Given these events and accompanying information, a program can extract data from an XML document.

Invoking the parser.

Any program using the FoX SAX parser must a) use the FoX module, and b) declare a derived type variable to hold the parser, like so:

   use FoX_sax
   type(xml_t) :: xp

The FoX SAX parser then works by requiring the programmer to write a module containing subroutines to receive any of the events they are interested in, and passing these subroutines to the parser.

Firstly, the parser must be initialized, by passing it XML data. This can be done either by giving a filename, which the parser will manipulate, or by passing a string containing an XML document. Thus:

  call open_xml_file(xp, "input.xml", iostat)

The iostat variable will report back any errors in opening the file.

Alternatively,

  call open_xml_string(xp, XMLstring)

where XMLstring is a character variable.

To now run the parser over the file, you simply do:

 call parse(xp, list_of_event_handlers)

And once you're finished, you can close the file, and clean up the parser, with:

 call close_xml_t(xp)

Options to parser

It is unlikely that most users will need to operate any of these options, but the following are available for use; all are optional boolean arguments to parse.

namespaces
Does namespace processing occur? Default is .true., and if on, then any non-namespace-well-formed documents will be rejected, and namespace URI resolution will be performed according to the version of XML in question. If off, then documents will be processed without regard for namespace well-formedness, and no namespace URI resolution will be performed.
namespace_prefixes Are xmlns attributes reported through the SAX parser? Default is .false.; all such attributes are removed by the parser, and transparent namespace URI resolution is performed. If on, then such attributes will be reported, and treated according to the value of xmlns-uris below. (If namespaces is false, this flag has no effect)
validate Should validation be performed? Default is .false., no validation checks are made, and the influence of the DTD on the XML Infoset is ignored. (Ill-formed DTD's will still cause fatal errors, of course.) If .true., then validation will be performed, and the Infoset modified accordingly.
xmlns_uris Should xmlns attributes have a namespace of http://www.w3.org/2000/xmlns/? Default is .false.. If such attributes are reported, they have no namespace. If .true. then they are supplied with the appropriate namespace. (if namespaces or namespace-prefixes are .false., then this flag has no effect.)

Receiving events

To receive events, you must construct a module containing event handling subroutines.
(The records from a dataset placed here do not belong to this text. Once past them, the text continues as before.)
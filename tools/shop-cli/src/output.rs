//! Output formatting for the CLI.

use console::style;
use indicatif::{ProgressBar, ProgressStyle};
use shop_commerce::cart::OrderTotals;
use shop_commerce::checkout::{CheckoutStep, Transition};

/// Output handler for CLI messages.
#[derive(Clone)]
pub struct Output {
    verbose: bool,
    json: bool,
}

impl Output {
    /// Create a new output handler.
    pub fn new(verbose: bool, json: bool) -> Self {
        Self { verbose, json }
    }

    /// Print an info message.
    pub fn info(&self, msg: &str) {
        if self.json {
            return;
        }
        println!("{} {}", style("ℹ").blue(), msg);
    }

    /// Print a success message.
    pub fn success(&self, msg: &str) {
        if self.json {
            return;
        }
        println!("{} {}", style("✓").green(), msg);
    }

    /// Print a warning message.
    pub fn warn(&self, msg: &str) {
        if self.json {
            return;
        }
        eprintln!("{} {}", style("⚠").yellow(), msg);
    }

    /// Print an error message.
    pub fn error(&self, msg: &str) {
        if self.json {
            eprintln!("{}", serde_json::json!({ "error": msg }));
            return;
        }
        eprintln!("{} {}", style("✗").red(), style(msg).red());
    }

    /// Print a debug message (only in verbose mode).
    pub fn debug(&self, msg: &str) {
        if !self.verbose || self.json {
            return;
        }
        eprintln!("{} {}", style("→").dim(), style(msg).dim());
    }

    /// Print a header/title.
    pub fn header(&self, msg: &str) {
        if self.json {
            return;
        }
        println!("\n{}", style(msg).bold().underlined());
    }

    /// Print JSON output.
    pub fn json<T: serde::Serialize>(&self, value: &T) {
        if let Ok(json) = serde_json::to_string_pretty(value) {
            println!("{}", json);
        }
    }

    /// Print a key-value pair.
    pub fn kv(&self, key: &str, value: &str) {
        if self.json {
            return;
        }
        println!("  {}: {}", style(key).dim(), value);
    }

    /// Print a table row.
    pub fn table_row(&self, cols: &[&str], widths: &[usize]) {
        if self.json {
            return;
        }
        let formatted: Vec<String> = cols
            .iter()
            .zip(widths.iter())
            .map(|(col, width)| format!("{:width$}", col, width = width))
            .collect();
        println!("  {}", formatted.join("  "));
    }

    /// Print the order summary box of the cart and review pages.
    pub fn totals(&self, totals: &OrderTotals) {
        if self.json {
            return;
        }
        self.kv("Items", &totals.items_price.display());
        let shipping = if totals.is_free_shipping() {
            style("Free").green().to_string()
        } else {
            totals.shipping_price.display()
        };
        self.kv("Shipping", &shipping);
        self.kv("Tax", &totals.tax_price.display());
        println!(
            "  {}: {}",
            style("Total").bold(),
            style(totals.total_price.display()).bold()
        );
    }

    /// Explain a guard that did not let the shopper through.
    pub fn redirect(&self, transition: &Transition) {
        match transition {
            Transition::Allowed { .. } => {}
            Transition::Login { .. } => {
                self.warn("Please sign in first: shop login <email>");
                self.debug(&format!("redirect {}", transition.location()));
            }
            Transition::Redirect { step } => {
                self.warn(&format!("{} first", step_hint(*step)));
                self.debug(&format!("redirect {}", transition.location()));
            }
        }
    }

    /// Create a spinner for indeterminate progress.
    pub fn spinner(&self, msg: &str) -> ProgressBar {
        if self.json {
            return ProgressBar::hidden();
        }

        let pb = ProgressBar::new_spinner();
        if let Ok(template) = ProgressStyle::default_spinner().template("{spinner:.green} {msg}") {
            pb.set_style(template);
        }
        pb.set_message(msg.to_string());
        pb.enable_steady_tick(std::time::Duration::from_millis(100));
        pb
    }

    /// Check if JSON mode is enabled.
    pub fn is_json(&self) -> bool {
        self.json
    }
}

/// What the shopper has to do on a step before moving on.
pub fn step_hint(step: CheckoutStep) -> &'static str {
    match step {
        CheckoutStep::Cart => "Add something to the cart (shop cart add <product-id>)",
        CheckoutStep::Shipping => {
            "Enter a complete shipping address (shop checkout shipping <address> <city> <postal-code> <country>)"
        }
        CheckoutStep::Payment => "Choose a payment method (shop checkout payment [METHOD])",
        CheckoutStep::Review => "Review the order (shop checkout review)",
        CheckoutStep::Submitted => "Place a new order",
    }
}

/// Checkout progress line, e.g. `Cart > Shipping > [Payment] > Place Order`.
pub fn progress_line(current: CheckoutStep) -> String {
    [
        CheckoutStep::Cart,
        CheckoutStep::Shipping,
        CheckoutStep::Payment,
        CheckoutStep::Review,
    ]
    .into_iter()
    .map(|step| {
        if step == current {
            style(format!("[{}]", step.display_name())).bold().to_string()
        } else if step.number() < current.number() {
            style(step.display_name()).green().to_string()
        } else {
            style(step.display_name()).dim().to_string()
        }
    })
    .collect::<Vec<_>>()
    .join(" > ")
}
//! The cart store: single owner of the cart state.
//!
//! Every mutation goes through [`CartStore`], which persists the touched
//! record to the key-value store and notifies subscribers. Persistence is
//! best-effort; a storage failure is logged and the in-memory mutation
//! stands.

use crate::cart::item::{clamp_qty, StoredLineItem};
use crate::cart::{CartLineItem, OrderTotals, PricingRules, ProductSnapshot};
use crate::checkout::{PaymentMethod, ShippingAddress};
use crate::error::CommerceError;
use crate::ids::ProductId;
use crate::money::Currency;
use serde::Serialize;
use shop_cache::{Cache, KeyValueStore};
use std::fmt;
use std::sync::{Arc, PoisonError, RwLock, RwLockWriteGuard};
use tokio::sync::watch;
use tracing::{debug, warn};

/// Storage key for the line items.
pub const CART_ITEMS_KEY: &str = "cartItems";
/// Storage key for the shipping address.
pub const SHIPPING_ADDRESS_KEY: &str = "shippingAddress";
/// Storage key for the payment method.
pub const PAYMENT_METHOD_KEY: &str = "paymentMethod";

/// Everything the shopper has put together so far.
#[derive(Debug, Clone, Default, PartialEq, Eq, Serialize)]
#[serde(rename_all = "camelCase")]
pub struct CartState {
    /// Line items in the order they were first added.
    pub items: Vec<CartLineItem>,
    pub shipping_address: ShippingAddress,
    pub payment_method: PaymentMethod,
}

impl CartState {
    /// Check if there are no line items.
    pub fn is_empty(&self) -> bool {
        self.items.is_empty()
    }

    /// Look up the line item for a product.
    pub fn item(&self, product_id: &ProductId) -> Option<&CartLineItem> {
        self.items.iter().find(|i| &i.product_id == product_id)
    }

    /// Total units across all line items.
    pub fn item_count(&self) -> u64 {
        self.items.iter().map(|i| u64::from(i.qty)).sum()
    }
}

/// Owns the cart state and keeps storage in step with it.
///
/// Share it behind an `Arc`; all methods take `&self`.
pub struct CartStore {
    cache: Cache<Arc<dyn KeyValueStore>>,
    currency: Currency,
    state: RwLock<CartState>,
    changes: watch::Sender<CartState>,
}

impl CartStore {
    /// Create an empty store in the default currency. Nothing is read from
    /// storage until [`restore`](Self::restore).
    pub fn new<S: KeyValueStore + 'static>(store: S) -> Self {
        Self::with_currency(store, Currency::default())
    }

    /// Create an empty store whose prices are in `currency`.
    pub fn with_currency<S: KeyValueStore + 'static>(store: S, currency: Currency) -> Self {
        let store: Arc<dyn KeyValueStore> = Arc::new(store);
        let (changes, _) = watch::channel(CartState::default());
        Self {
            cache: Cache::new(store),
            currency,
            state: RwLock::new(CartState::default()),
            changes,
        }
    }

    /// Create a store and restore whatever was persisted.
    pub fn open<S: KeyValueStore + 'static>(store: S, currency: Currency) -> Self {
        let cart = Self::with_currency(store, currency);
        cart.restore();
        cart
    }

    /// Currency line item prices must be in.
    pub fn currency(&self) -> Currency {
        self.currency
    }

    /// Reload the state from storage.
    ///
    /// Absent or malformed records fall back to an empty cart, an empty
    /// address and cash on delivery. Stored items are normalized: items
    /// without stock are dropped, quantities are clamped into range and a
    /// repeated product id replaces the earlier entry.
    pub fn restore(&self) {
        let items = self.restore_items();
        let shipping_address = self
            .read_record::<ShippingAddress>(SHIPPING_ADDRESS_KEY)
            .unwrap_or_default();
        let payment_method = self
            .read_record::<PaymentMethod>(PAYMENT_METHOD_KEY)
            .unwrap_or_default();

        let mut state = self.write();
        *state = CartState {
            items,
            shipping_address,
            payment_method,
        };
        debug!(items = state.items.len(), "cart restored");
        self.publish(&state);
    }

    /// Put a product in the cart, or update the line already holding it.
    ///
    /// The quantity is clamped into `[1, count_in_stock]`; the clamped value
    /// is returned. An existing line keeps its position and takes the new
    /// snapshot and quantity.
    pub fn add_or_update_item(
        &self,
        product: ProductSnapshot,
        requested_qty: i64,
    ) -> Result<u32, CommerceError> {
        if product.count_in_stock == 0 {
            return Err(CommerceError::OutOfStock(product.id));
        }
        if product.price.is_negative() {
            return Err(CommerceError::InvalidPrice(product.id));
        }
        if product.price.currency != self.currency {
            return Err(CommerceError::CurrencyMismatch {
                expected: self.currency.code().to_string(),
                got: product.price.currency.code().to_string(),
            });
        }

        let qty = clamp_qty(requested_qty, product.count_in_stock);
        let item = CartLineItem::from_snapshot(product, qty);
        debug!(product_id = %item.product_id, requested_qty, qty, "cart item set");

        let mut state = self.write();
        match state
            .items
            .iter_mut()
            .find(|existing| existing.product_id == item.product_id)
        {
            Some(existing) => *existing = item,
            None => state.items.push(item),
        }
        self.persist(CART_ITEMS_KEY, &state.items);
        self.publish(&state);
        Ok(qty)
    }

    /// Remove a product's line. Returns whether anything was removed.
    pub fn remove_item(&self, product_id: &ProductId) -> bool {
        let mut state = self.write();
        let before = state.items.len();
        state.items.retain(|i| &i.product_id != product_id);
        let removed = state.items.len() != before;
        debug!(%product_id, removed, "cart item removed");

        self.persist(CART_ITEMS_KEY, &state.items);
        self.publish(&state);
        removed
    }

    /// Replace the shipping address.
    pub fn set_shipping_address(&self, address: ShippingAddress) {
        let mut state = self.write();
        state.shipping_address = address;
        debug!(complete = state.shipping_address.is_complete(), "shipping address set");
        self.persist(SHIPPING_ADDRESS_KEY, &state.shipping_address);
        self.publish(&state);
    }

    /// Replace the payment method.
    pub fn set_payment_method(&self, method: PaymentMethod) {
        let mut state = self.write();
        state.payment_method = method;
        debug!(method = %state.payment_method, "payment method set");
        self.persist(PAYMENT_METHOD_KEY, &state.payment_method);
        self.publish(&state);
    }

    /// Reset to an empty cart and delete the persisted records.
    pub fn clear(&self) {
        let mut state = self.write();
        *state = CartState::default();
        for key in [CART_ITEMS_KEY, SHIPPING_ADDRESS_KEY, PAYMENT_METHOD_KEY] {
            if let Err(e) = self.cache.delete(key) {
                warn!(key, error = %e, "failed to delete persisted cart record");
            }
        }
        debug!("cart cleared");
        self.publish(&state);
    }

    /// Copy of the current state.
    pub fn snapshot(&self) -> CartState {
        self.read(CartState::clone)
    }

    /// Copy of the line items.
    pub fn items(&self) -> Vec<CartLineItem> {
        self.read(|s| s.items.clone())
    }

    /// The line for a product, if any.
    pub fn item(&self, product_id: &ProductId) -> Option<CartLineItem> {
        self.read(|s| s.item(product_id).cloned())
    }

    /// Total units in the cart.
    pub fn item_count(&self) -> u64 {
        self.read(CartState::item_count)
    }

    /// Number of distinct products.
    pub fn len(&self) -> usize {
        self.read(|s| s.items.len())
    }

    pub fn is_empty(&self) -> bool {
        self.read(CartState::is_empty)
    }

    pub fn shipping_address(&self) -> ShippingAddress {
        self.read(|s| s.shipping_address.clone())
    }

    pub fn payment_method(&self) -> PaymentMethod {
        self.read(|s| s.payment_method.clone())
    }

    /// Derive totals for the current items.
    pub fn totals(&self, rules: &PricingRules) -> Result<OrderTotals, CommerceError> {
        self.read(|s| rules.calculate(&s.items))
    }

    /// Watch the state. The receiver sees the latest state after every
    /// mutation, restore and clear.
    pub fn subscribe(&self) -> watch::Receiver<CartState> {
        self.changes.subscribe()
    }

    fn read<R>(&self, f: impl FnOnce(&CartState) -> R) -> R {
        f(&self.state.read().unwrap_or_else(PoisonError::into_inner))
    }

    fn write(&self) -> RwLockWriteGuard<'_, CartState> {
        self.state.write().unwrap_or_else(PoisonError::into_inner)
    }

    fn publish(&self, state: &CartState) {
        self.changes.send_replace(state.clone());
    }

    fn persist<T: Serialize + ?Sized>(&self, key: &str, value: &T) {
        if let Err(e) = self.cache.set(key, value) {
            warn!(key, error = %e, "failed to persist cart record");
        }
    }

    fn read_record<T: serde::de::DeserializeOwned>(&self, key: &str) -> Option<T> {
        match self.cache.get::<T>(key) {
            Ok(value) => value,
            Err(e) => {
                warn!(key, error = %e, "ignoring unreadable cart record");
                None
            }
        }
    }

    fn restore_items(&self) -> Vec<CartLineItem> {
        let raw = self
            .read_record::<Vec<serde_json::Value>>(CART_ITEMS_KEY)
            .unwrap_or_default();

        let mut items: Vec<CartLineItem> = Vec::with_capacity(raw.len());
        for value in raw {
            let stored = match serde_json::from_value::<StoredLineItem>(value) {
                Ok(stored) => stored,
                Err(e) => {
                    warn!(error = %e, "dropping unreadable cart item");
                    continue;
                }
            };
            let Some(item) = stored.normalize(self.currency) else {
                continue;
            };
            match items.iter_mut().find(|i| i.product_id == item.product_id) {
                Some(existing) => *existing = item,
                None => items.push(item),
            }
        }
        items
    }
}

impl fmt::Debug for CartStore {
    fn fmt(&self, f: &mut fmt::Formatter<'_>) -> fmt::Result {
        f.debug_struct("CartStore")
            .field("currency", &self.currency)
            .field("items", &self.len())
            .finish_non_exhaustive()
    }
}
These are subroutines of a prescribed form - the input & output is predetermined by the requirements of the SAX interface, but the body of the subroutine is up to you.

The required forms are shown in the API documentation below, but here are some simple examples.
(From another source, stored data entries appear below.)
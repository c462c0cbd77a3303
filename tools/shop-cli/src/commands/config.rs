//! Configuration management commands.

use std::fs;

use anyhow::{bail, Result};

use super::{ConfigArgs, ConfigCommand};
use crate::config::generate_default_config;
use crate::context::{Context, CONFIG_NAMES};

/// Run the config command.
pub async fn run(args: ConfigArgs, ctx: &Context) -> Result<()> {
    match args.command {
        ConfigCommand::Show => show_config(ctx),
        ConfigCommand::Init { force } => init_config(force, ctx),
    }
}

fn show_config(ctx: &Context) -> Result<()> {
    if ctx.output.is_json() {
        ctx.output.json(&ctx.config);
        return Ok(());
    }

    ctx.output.header("Current Configuration");

    ctx.output.info("[api]");
    ctx.output.kv("base_url", &ctx.config.api.base_url);
    ctx.output.kv(
        "timeouts",
        &format!(
            "connect {}s, request {}s",
            ctx.config.api.connect_timeout_secs, ctx.config.api.request_timeout_secs
        ),
    );

    ctx.output.info("[storage]");
    ctx.output.kv("dir", &ctx.storage_dir().display().to_string());

    let pricing = &ctx.config.pricing;
    ctx.output.info("[pricing]");
    ctx.output.kv("currency", &pricing.currency);
    ctx.output.kv(
        "free_shipping_threshold",
        &pricing.free_shipping_threshold.to_string(),
    );
    ctx.output.kv("flat_shipping_rate", &pricing.flat_shipping_rate.to_string());
    ctx.output.kv("tax_rate_percent", &pricing.tax_rate_percent.to_string());

    // Surface a bad pricing section here rather than at checkout.
    ctx.rules()?;

    Ok(())
}

fn init_config(force: bool, ctx: &Context) -> Result<()> {
    let config_path = ctx.cwd.join(CONFIG_NAMES[0]);

    if config_path.exists() && !force {
        bail!(
            "{} already exists. Use --force to overwrite.",
            config_path.display()
        );
    }

    fs::write(&config_path, generate_default_config())?;
    ctx.output.success(&format!("Created {}", config_path.display()));

    Ok(())
}
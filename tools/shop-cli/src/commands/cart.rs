//! Cart commands.

use anyhow::{Context as _, Result};
use dialoguer::Confirm;
use serde_json::json;
use shop_commerce::cart::CartStore;
use shop_commerce::ProductId;

use super::{CartArgs, CartCommand};
use crate::context::Context;

/// Run the cart command.
pub async fn run(args: CartArgs, ctx: &Context) -> Result<()> {
    match args.command.unwrap_or(CartCommand::Show) {
        CartCommand::Show => show(ctx),
        CartCommand::Add { product_id, qty } => add(&product_id, qty, ctx).await,
        CartCommand::Remove { product_id } => remove(&product_id, ctx),
        CartCommand::Clear { yes } => clear(yes, ctx),
    }
}

fn show(ctx: &Context) -> Result<()> {
    let cart = ctx.cart()?;
    let totals = cart.totals(&ctx.rules()?)?;

    if ctx.output.is_json() {
        ctx.output.json(&json!({
            "cart": cart.snapshot(),
            "itemCount": cart.item_count(),
            "totals": totals,
        }));
        return Ok(());
    }

    ctx.output.header("Shopping Cart");
    if cart.is_empty() {
        ctx.output.info("Your cart is empty");
        return Ok(());
    }

    print_items(&cart, ctx)?;
    println!();
    ctx.output.kv("Subtotal", &format!("{} items", cart.item_count()));
    ctx.output.totals(&totals);

    Ok(())
}

/// Print the line items as a table.
pub(crate) fn print_items(cart: &CartStore, ctx: &Context) -> Result<()> {
    let widths = [14, 28, 5, 12, 12];
    ctx.output.table_row(&["ID", "NAME", "QTY", "PRICE", "TOTAL"], &widths);
    for item in cart.items() {
        let qty = format!("{}/{}", item.qty, item.count_in_stock);
        let price = item.price.display();
        let total = item.line_total()?.display();
        ctx.output.table_row(
            &[item.product_id.as_str(), &item.name, &qty, &price, &total],
            &widths,
        );
    }
    Ok(())
}

async fn add(product_id: &str, qty: i64, ctx: &Context) -> Result<()> {
    let api = ctx.api()?;
    let product = api
        .fetch_product(&ProductId::new(product_id))
        .await
        .with_context(|| format!("Failed to look up product {}", product_id))?;
    let name = product.name.clone();

    let cart = ctx.cart()?;
    let stored = cart.add_or_update_item(product, qty)?;

    if ctx.output.is_json() {
        ctx.output.json(&json!({ "product": product_id, "qty": stored }));
        return Ok(());
    }
    if i64::from(stored) != qty {
        ctx.output.warn(&format!("Quantity adjusted from {} to {}", qty, stored));
    }
    ctx.output.success(&format!("{} x {} in cart", stored, name));
    Ok(())
}

fn remove(product_id: &str, ctx: &Context) -> Result<()> {
    let cart = ctx.cart()?;
    if cart.remove_item(&ProductId::new(product_id)) {
        ctx.output.success(&format!("Removed {}", product_id));
    } else {
        ctx.output.info(&format!("{} is not in the cart", product_id));
    }
    Ok(())
}

fn clear(yes: bool, ctx: &Context) -> Result<()> {
    let cart = ctx.cart()?;
    if !yes && !ctx.output.is_json() && !cart.is_empty() {
        let confirmed = Confirm::new()
            .with_prompt(format!("Remove all {} items from the cart?", cart.len()))
            .default(false)
            .interact()?;
        if !confirmed {
            ctx.output.info("Cart left as is");
            return Ok(());
        }
    }

    cart.clear();
    ctx.output.success("Cart cleared");
    Ok(())
}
To receive notification of character events, you must write a subroutine which takes as input one string, which will contain the characters received. So:

module event_handling
  use FoX_sax
contains

  subroutine characters_handler(chars)
    character(len=*), intent(in) :: chars

    print*, chars
  end subroutine
end module

That does very little - it simply prints out the data it receives. However, since the subroutine is in a module, you can save the data to a module variable, and manipulate it elsewhere; alternatively you can choose to call other subroutines based on the input.

So, a complete program which reads in all the text from an XML document looks like this:

module event_handling
  use FoX_sax
contains

  subroutine characters_handler(chars)
    character(len=*), intent(in) :: chars

    print*, chars
  end subroutine
end module

program XMLreader
  use FoX_sax
  use event_handling
  type(xml_t) :: xp
  call open_xml_file(xp, 'input.xml')
  call parse(xp, characters_handler=characters_handler)
  call close_xml_t(xp)
end program

Attribute dictionaries.

The other likely most common event is the startElement event. Handling this involves writing a subroutine which takes as input three strings (which are the local name, namespace URI, and fully qualified name of the tag) and a dictionary of attributes.
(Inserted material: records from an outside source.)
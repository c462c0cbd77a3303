//! The session-lookup seam used by the checkout guards.

use crate::session::Session;
use crate::AuthError;
use async_trait::async_trait;
use std::sync::{Arc, PoisonError, RwLock};

/// Answers "who is signed in right now?".
#[async_trait]
pub trait SessionLookup: Send + Sync {
    /// Look up the current session. `Ok(None)` means nobody is signed in.
    async fn current_session(&self) -> Result<Option<Session>, AuthError>;

    /// The current session if it exists and has not expired.
    ///
    /// Lookup failures are logged and reported as "no session"; guards
    /// redirect to login instead of surfacing an error.
    async fn active_session(&self) -> Option<Session> {
        match self.current_session().await {
            Ok(Some(session)) => match session.validate() {
                Ok(()) => Some(session),
                Err(e) => {
                    tracing::debug!(error = %e, "ignoring session");
                    None
                }
            },
            Ok(None) => None,
            Err(e) if e.is_auth_failure() => {
                tracing::debug!(error = %e, "ignoring session");
                None
            }
            Err(e) => {
                tracing::warn!(error = %e, "session lookup failed");
                None
            }
        }
    }
}

#[async_trait]
impl<L: SessionLookup + ?Sized> SessionLookup for Arc<L> {
    async fn current_session(&self) -> Result<Option<Session>, AuthError> {
        (**self).current_session().await
    }
}

/// Session holder kept in process memory.
///
/// Embedders that authenticate elsewhere sign the session in here; tests use
/// it as a fake.
#[derive(Debug, Default)]
pub struct MemorySessions {
    current: RwLock<Option<Session>>,
}

impl MemorySessions {
    /// Create with nobody signed in.
    pub fn new() -> Self {
        Self::default()
    }

    /// Create with `session` signed in.
    pub fn signed_in(session: Session) -> Self {
        Self {
            current: RwLock::new(Some(session)),
        }
    }

    /// Replace the current session.
    pub fn sign_in(&self, session: Session) {
        *self.current.write().unwrap_or_else(PoisonError::into_inner) = Some(session);
    }

    /// Forget the current session.
    pub fn sign_out(&self) {
        *self.current.write().unwrap_or_else(PoisonError::into_inner) = None;
    }
}

#[async_trait]
impl SessionLookup for MemorySessions {
    async fn current_session(&self) -> Result<Option<Session>, AuthError> {
        Ok(self
            .current
            .read()
            .unwrap_or_else(PoisonError::into_inner)
            .clone())
    }
}

#[cfg(test)]
mod tests {
    use super::*;
    use crate::session::AuthToken;
    use crate::user::{User, UserId};

    struct Unreachable;

    #[async_trait]
    impl SessionLookup for Unreachable {
        async fn current_session(&self) -> Result<Option<Session>, AuthError> {
            Err(AuthError::Unavailable("connection refused".into()))
        }
    }

    fn session() -> Session {
        Session::new(
            AuthToken::new("tok"),
            User::customer(UserId::new("u1"), "Rahim", "rahim@example.com"),
        )
    }

    #[tokio::test]
    async fn test_sign_in_and_out() {
        let sessions = MemorySessions::new();
        assert!(sessions.active_session().await.is_none());

        sessions.sign_in(session());
        assert!(sessions.active_session().await.is_some());

        sessions.sign_out();
        assert!(sessions.current_session().await.unwrap().is_none());
    }

    #[tokio::test]
    async fn test_expired_session_is_not_active() {
        let sessions = MemorySessions::signed_in(session().with_duration(-60));
        assert!(sessions.current_session().await.unwrap().is_some());
        assert!(sessions.active_session().await.is_none());
    }

    #[tokio::test]
    async fn test_lookup_failure_means_no_session() {
        assert!(Unreachable.active_session().await.is_none());
        let shared: Arc<dyn SessionLookup> = Arc::new(Unreachable);
        assert!(shared.active_session().await.is_none());
    }
}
An attribute dictionary is essentially a set of key:value pairs - where the key is the attributes name, and the value is its value. (When considering namespaces, each attribute also has a URI and localName.)

Full details of all the dictionary-manipulation routines are given in AttributeDictionaries, but here we shall show the most common.

getLength(dictionary) - returns the number of entries in the dictionary (the number of attributes declared)
hasKey(dictionary, qName) (where qName is a string) returns .true. or .false. depending on whether an attribute named qName is present.
hasKey(dictionary, URI, localname) (where URI and localname are strings) returns .true. or .false. depending on whether an attribute with the appropriate URI and localname is present.
getQName(dictionary, i) (where i is an integer) returns a string containing the key of the ith dictionary entry (ie, the name of the ith attribute.
getValue(dictionary, i) (where i is an integer) returns a string containing the value of the ith dictionary entry (ie the value of the ith attribute.
getValue(dictionary, URI, localname) (where URI and localname are strings) returns a string containing the value of the attribute with the appropriate URI and localname (if it is present)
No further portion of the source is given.